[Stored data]
<<<<

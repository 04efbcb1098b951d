use thiserror::Error;

use crate::config::ConfigError;
use crate::services::notifications::ProducerError;

/// Application-wide error type returned by the command handlers.
///
/// Producer failures keep their own type so callers can still tell a
/// connection problem from a failed send.
#[derive(Error, Debug)]
pub enum AppError {
    /// Validation error with field-specific details
    #[error("Validation failed for {field}: {reason}")]
    Validation { field: String, reason: String },

    /// Configuration error with key information
    #[error("Configuration error: {key}")]
    Configuration {
        key: String,
        #[source]
        source: anyhow::Error,
    },

    /// Producer construction or delivery failure
    #[error(transparent)]
    Producer(#[from] ProducerError),

    /// Internal error for unexpected failures
    #[error("Internal error")]
    Internal {
        #[source]
        source: anyhow::Error,
    },
}

impl AppError {
    pub fn validation(field: impl Into<String>, reason: impl Into<String>) -> Self {
        AppError::Validation {
            field: field.into(),
            reason: reason.into(),
        }
    }
}

impl From<ConfigError> for AppError {
    fn from(error: ConfigError) -> Self {
        let key = error.field().unwrap_or("settings").to_string();
        AppError::Configuration {
            key,
            source: error.into(),
        }
    }
}

impl From<anyhow::Error> for AppError {
    fn from(error: anyhow::Error) -> Self {
        AppError::Internal { source: error }
    }
}

/// Type alias for Result with AppError to simplify function signatures
pub type AppResult<T> = Result<T, AppError>;

/// Render an error and its sources on one line, outermost first
pub fn error_chain(error: &(dyn std::error::Error + 'static)) -> String {
    let mut rendered = error.to_string();
    let mut source = error.source();
    while let Some(cause) = source {
        rendered.push_str(": ");
        rendered.push_str(&cause.to_string());
        source = cause.source();
    }
    rendered
}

>>>>

** PROBLEM **
Please write out, exactly as they appear, the lines from the line containing "while let Some(cause)" through the last line of the records above, both included.

** RESPONSE TO THIS EXERCISE **
    while let Some(cause) = source {
        rendered.push_str(": ");
        rendered.push_str(&cause.to_string());
        source = cause.source();
    }
    rendered
}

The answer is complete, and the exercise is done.